In State of Wonder, Ann Patchett charts the changes in a doctor's life when she is sent to investigate the death of a research colleague among a remote Amazon tribe whose women unexplainably remain fertile well into old age. Also, they may have the cure for malaria.
Why the Amazon?
I wanted the book to be about a weird medical discovery, and so the Amazon, while clichéd, seemed like the only place to do it. I was really interested in malaria—Africa would have been better for malaria, or Indonesia—but then I thought, oh, not another continent! The Amazon is really excellent for the imagination.
Did you travel there to do research for the book?
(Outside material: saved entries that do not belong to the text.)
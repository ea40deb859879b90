//! HTTP client for the external diagnosis completion service.

use super::{DiagnosisOutcome, DiagnosisPrompt, DiagnosisService, UpstreamError};
use async_trait::async_trait;
use backoff::future::retry;
use backoff::ExponentialBackoff;
use reqwest::Client;
use std::time::Duration;
use tracing::debug;

#[derive(Debug, Clone)]
pub struct HttpDiagnosisService {
    client: Client,
    base_url: String,
    max_elapsed: Duration,
}

impl HttpDiagnosisService {
    pub fn new(base_url: String) -> Self {
        Self {
            client: Client::new(),
            base_url,
            max_elapsed: Duration::from_secs(20),
        }
    }

    /// Cap on total time spent retrying transient failures.
    pub fn with_max_elapsed(mut self, max_elapsed: Duration) -> Self {
        self.max_elapsed = max_elapsed;
        self
    }

    fn diagnose_url(&self) -> String {
        format!("{}/diagnose", self.base_url.trim_end_matches('/'))
    }
}

#[async_trait]
impl DiagnosisService for HttpDiagnosisService {
    async fn diagnose(&self, prompt: &DiagnosisPrompt) -> Result<DiagnosisOutcome, UpstreamError> {
        let url = self.diagnose_url();
        debug!(
            "Requesting diagnosis: {} guided answers, {} media refs",
            prompt.guided_answers.len(),
            prompt.media_refs.len()
        );

        let backoff = ExponentialBackoff {
            max_elapsed_time: Some(self.max_elapsed),
            ..Default::default()
        };

        let outcome = retry(backoff, || async {
            let response = self
                .client
                .post(&url)
                .json(prompt)
                .timeout(Duration::from_secs(30))
                .send()
                .await
                .map_err(|e| backoff::Error::transient(UpstreamError::Network(e.to_string())))?;

            let status = response.status();
            if status == 429 {
                return Err(backoff::Error::transient(UpstreamError::RateLimited));
            }
            if status.is_server_error() {
                return Err(backoff::Error::transient(UpstreamError::Http {
                    status: status.as_u16(),
                    message: "Server error".to_string(),
                }));
            }
            if !status.is_success() {
                return Err(backoff::Error::permanent(UpstreamError::Http {
                    status: status.as_u16(),
                    message: "Client error".to_string(),
                }));
            }

            response
                .json::<DiagnosisOutcome>()
                .await
                .map_err(|e| backoff::Error::permanent(UpstreamError::Parse(e.to_string())))
        })
        .await?;

        outcome.validate()
    }
}

#[cfg(test)]
mod tests {
    use super::*;

    #[test]
    fn test_diagnose_url_trims_trailing_slash() {
        let svc = HttpDiagnosisService::new("http://diag.local/".to_string());
        assert_eq!(svc.diagnose_url(), "http://diag.local/diagnose");
    }

    #[tokio::test]
    async fn test_unreachable_service_is_network_error() {
        let svc = HttpDiagnosisService::new("http://127.0.0.1:9".to_string())
            .with_max_elapsed(Duration::from_millis(1));
        let err = svc
            .diagnose(&DiagnosisPrompt {
                description: "sink".to_string(),
                ..Default::default()
            })
            .await
            .unwrap_err();
        assert!(matches!(err, UpstreamError::Network(_)), "{:?}", err);
    }
}
//! In-memory collaborators for tests and local runs without network calls.

use super::{CategoryCatalog, DiagnosisOutcome, DiagnosisPrompt, DiagnosisService, UpstreamError};
use crate::domain::{Category, Decimal};
use async_trait::async_trait;
use std::sync::atomic::{AtomicUsize, Ordering};
use std::sync::Arc;

/// Diagnosis service returning a fixed outcome, or failing every call.
#[derive(Debug, Clone)]
pub struct MockDiagnosisService {
    outcome: Result<DiagnosisOutcome, UpstreamError>,
    calls: Arc<AtomicUsize>,
}

impl MockDiagnosisService {
    pub fn new(outcome: DiagnosisOutcome) -> Self {
        Self {
            outcome: Ok(outcome),
            calls: Arc::new(AtomicUsize::new(0)),
        }
    }

    /// A plumbing diagnosis with a [10000, 20000] price range.
    pub fn plumbing() -> Self {
        Self::new(DiagnosisOutcome {
            classification: "plumbing".to_string(),
            urgency_level: "medium".to_string(),
            estimated_duration: Some("2h".to_string()),
            materials: vec!["siphon".to_string(), "sealing tape".to_string()],
            price_range_min: Decimal::from_units(10000),
            price_range_max: Decimal::from_units(20000),
            explanation: "Worn siphon under the sink.".to_string(),
        })
    }

    pub fn unavailable(message: &str) -> Self {
        Self {
            outcome: Err(UpstreamError::Network(message.to_string())),
            calls: Arc::new(AtomicUsize::new(0)),
        }
    }

    pub fn calls(&self) -> usize {
        self.calls.load(Ordering::SeqCst)
    }
}

#[async_trait]
impl DiagnosisService for MockDiagnosisService {
    async fn diagnose(&self, _prompt: &DiagnosisPrompt) -> Result<DiagnosisOutcome, UpstreamError> {
        self.calls.fetch_add(1, Ordering::SeqCst);
        self.outcome.clone()
    }
}

/// Catalog holding a fixed list of categories.
#[derive(Debug, Clone, Default)]
pub struct MockCatalog {
    categories: Vec<Category>,
}

impl MockCatalog {
    pub fn new() -> Self {
        Self::default()
    }

    pub fn with_category(mut self, category: Category) -> Self {
        self.categories.push(category);
        self
    }
}

#[async_trait]
impl CategoryCatalog for MockCatalog {
    async fn resolve_category(&self, id: i64) -> Result<Option<Category>, UpstreamError> {
        Ok(self.categories.iter().find(|c| c.id == id).cloned())
    }
}
//! Applies client reviews to provider reputation.

use crate::db::repo::is_unique_violation;
use crate::db::Repository;
use crate::domain::{Actor, Decimal, NewReview, Reputation, Review, ServiceStatus, TimeMs};
use crate::engine::apply_rating;
use crate::error::EngineError;
use std::sync::Arc;
use tracing::info;

use super::transitions::{authorize, Caller, Party};

const ACTION: &str = "review provider";

#[derive(Debug, Clone)]
pub struct RatingAggregator {
    repo: Arc<Repository>,
}

impl RatingAggregator {
    pub fn new(repo: Arc<Repository>) -> Self {
        Self { repo }
    }

    /// Record a review and fold it into the provider's reputation.
    ///
    /// The review insert and the reputation update commit together; the
    /// insert takes the write lock, so concurrent reviews for one provider
    /// apply one after the other.
    pub async fn submit(
        &self,
        actor: &Actor,
        service_request_id: i64,
        review: &NewReview,
    ) -> Result<(Review, Reputation), EngineError> {
        let request = self
            .repo
            .get_request(service_request_id)
            .await?
            .ok_or_else(|| EngineError::not_found("service request", service_request_id))?;

        authorize(&[Party::Owner], Caller::Actor(actor), &request, ACTION)?;
        if !matches!(
            request.status,
            ServiceStatus::Completed | ServiceStatus::AwaitingConfirmation
        ) {
            return Err(EngineError::InvalidTransition {
                from: request.status,
                action: ACTION,
            });
        }
        if request.provider_id != Some(review.provider_id) {
            return Err(EngineError::Validation(format!(
                "provider {} is not assigned to request {}",
                review.provider_id, service_request_id
            )));
        }
        if review.rating < Decimal::zero() || review.rating > Decimal::from_units(10) {
            return Err(EngineError::Validation(format!(
                "rating must be between 0 and 10, got {}",
                review.rating
            )));
        }

        let mut tx = self.repo.begin().await?;
        let stored = match Repository::insert_review(
            &mut *tx,
            service_request_id,
            actor.id,
            review.provider_id,
            review.rating,
            review.comment.as_deref(),
            TimeMs::now(),
        )
        .await
        {
            Ok(stored) => stored,
            Err(e) if is_unique_violation(&e) => {
                return Err(EngineError::Validation(format!(
                    "request {} has already been reviewed",
                    service_request_id
                )))
            }
            Err(e) => return Err(e.into()),
        };

        let provider = Repository::fetch_provider(&mut *tx, review.provider_id)
            .await?
            .ok_or_else(|| EngineError::not_found("provider", review.provider_id))?;
        let updated = apply_rating(
            Reputation::new(provider.rating, provider.total_ratings),
            review.rating,
        );
        Repository::set_reputation(&mut *tx, provider.id, &updated).await?;
        tx.commit().await?;

        info!(
            "Provider {} rated {} on request {}; now {} over {} ratings",
            provider.id, review.rating, service_request_id, updated.rating, updated.total_ratings
        );
        Ok((stored, updated))
    }
}

#[cfg(test)]
mod tests {
    use super::*;
    use crate::db::repo::test_support::setup_repo;
    use crate::db::StatusUpdate;
    use crate::domain::{CategoryKind, NewServiceRequest};

    struct Fixture {
        client_id: i64,
        provider_id: i64,
        request_id: i64,
    }

    async fn job_in(repo: &Repository, status: ServiceStatus) -> Fixture {
        let client = repo.insert_client("Carla", None).await.unwrap();
        let provider = repo.insert_provider("Ana", "Plumbing").await.unwrap();
        let category = repo
            .insert_category("Plumbing", Decimal::from_units(15000), CategoryKind::Repair)
            .await
            .unwrap();
        let new = NewServiceRequest {
            category_id: category.id,
            title: "t".to_string(),
            description: "d".to_string(),
            sla_priority: Default::default(),
            location: None,
        };
        let req = Repository::insert_request(
            repo.pool(),
            client.id,
            &category,
            &new,
            ServiceStatus::FeePaid,
            None,
            None,
            TimeMs::new(0),
        )
        .await
        .unwrap();
        let update = StatusUpdate::to(status, TimeMs::new(1)).with_provider(provider.id);
        Repository::cas_status(repo.pool(), req.id, &[ServiceStatus::FeePaid], &update)
            .await
            .unwrap();
        Fixture {
            client_id: client.id,
            provider_id: provider.id,
            request_id: req.id,
        }
    }

    fn review(provider_id: i64, rating: &str) -> NewReview {
        NewReview {
            provider_id,
            rating: rating.parse().unwrap(),
            comment: Some("great".to_string()),
        }
    }

    #[tokio::test]
    async fn test_review_updates_reputation_once() {
        let (repo, _temp) = setup_repo().await;
        let f = job_in(&repo, ServiceStatus::Completed).await;
        let aggregator = RatingAggregator::new(repo.clone());

        let (_, rep) = aggregator
            .submit(&Actor::client(f.client_id), f.request_id, &review(f.provider_id, "8"))
            .await
            .unwrap();
        assert_eq!(rep, Reputation::new(Decimal::from_units(8), 1));

        let err = aggregator
            .submit(&Actor::client(f.client_id), f.request_id, &review(f.provider_id, "2"))
            .await
            .unwrap_err();
        assert!(matches!(err, EngineError::Validation(_)));

        let provider = repo.get_provider(f.provider_id).await.unwrap().unwrap();
        assert_eq!(provider.total_ratings, 1);
        assert_eq!(provider.rating, Decimal::from_units(8));
    }

    #[tokio::test]
    async fn test_review_rejected_before_execution_ends() {
        let (repo, _temp) = setup_repo().await;
        let f = job_in(&repo, ServiceStatus::InProgress).await;
        let err = RatingAggregator::new(repo.clone())
            .submit(&Actor::client(f.client_id), f.request_id, &review(f.provider_id, "9"))
            .await
            .unwrap_err();
        assert!(matches!(
            err,
            EngineError::InvalidTransition {
                from: ServiceStatus::InProgress,
                ..
            }
        ));
    }

    #[tokio::test]
    async fn test_review_rejected_for_foreign_request_or_provider() {
        let (repo, _temp) = setup_repo().await;
        let f = job_in(&repo, ServiceStatus::AwaitingConfirmation).await;
        let aggregator = RatingAggregator::new(repo.clone());

        let err = aggregator
            .submit(&Actor::client(f.client_id + 100), f.request_id, &review(f.provider_id, "9"))
            .await
            .unwrap_err();
        assert!(matches!(err, EngineError::Unauthorized { .. }));

        let err = aggregator
            .submit(&Actor::client(f.client_id), f.request_id, &review(f.provider_id + 1, "9"))
            .await
            .unwrap_err();
        assert!(matches!(err, EngineError::Validation(_)));

        let err = aggregator
            .submit(&Actor::client(f.client_id), f.request_id, &review(f.provider_id, "11"))
            .await
            .unwrap_err();
        assert!(matches!(err, EngineError::Validation(_)));
        assert!(repo.get_review(f.request_id).await.unwrap().is_none());
    }
}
I did. I didn't go to Manaus. I went to the Peruvian Amazon. We couldn't find the right kind of boat in Brazil. It was either a cruise ship or a raft with cockroaches. The boat I wanted existed in Peru. It was a chance to go down and look at all of those leaves together in one place.
Yes, at one point in the book, the heroine, Dr. Marina Singh, steps out from the jungle into a grove of these amazing trees, and feels intense relief.
You know, I feel that way about Tennessee. When you look out of windows, the trees are pressing against the glass on every side. Tennessee is so dense. It has a real Amazonian quality. Small wonder I wanted to write about this.
You also write about opera singers, politicians, and East Indian doctors in far-flung places.
It can take me a long time to write a book—sometimes I write a book for several years, so it has to be interesting, it has to be a stretch for me, far afield; otherwise I can't stay with it. The very, very best thing about my job is getting outside of myself, so I want to keep things adventurous. I love it when someone says to me, you know, I couldn't stop reading your book.
So you don't believe in the adage, "write what you know"?
It's very good advice if what you know is interesting. What I know is actually not interesting. I'm a housewife with a dog. I don't leave. But if one's imagination is up and running, one should be limitless.
In the book, the women of the Lakashi tribe bear children into their 70s. Did you make them up?
Yes. And I named them after my favorite cereal.
So the miraculous fertility, the moths, the hallucinogenic mushrooms—all made up?
When I was in my 20s, I wrote for Seventeen magazine —the bedrock of my career. "Sally (not her real name) is 15 years old and lives in Cleveland. She decided to wait until she was in college to have sex." I didn't even know that you weren't supposed to make that stuff up. And then I worked for Bridal Guide after that and I really made stuff up. I've always been a fiction writer.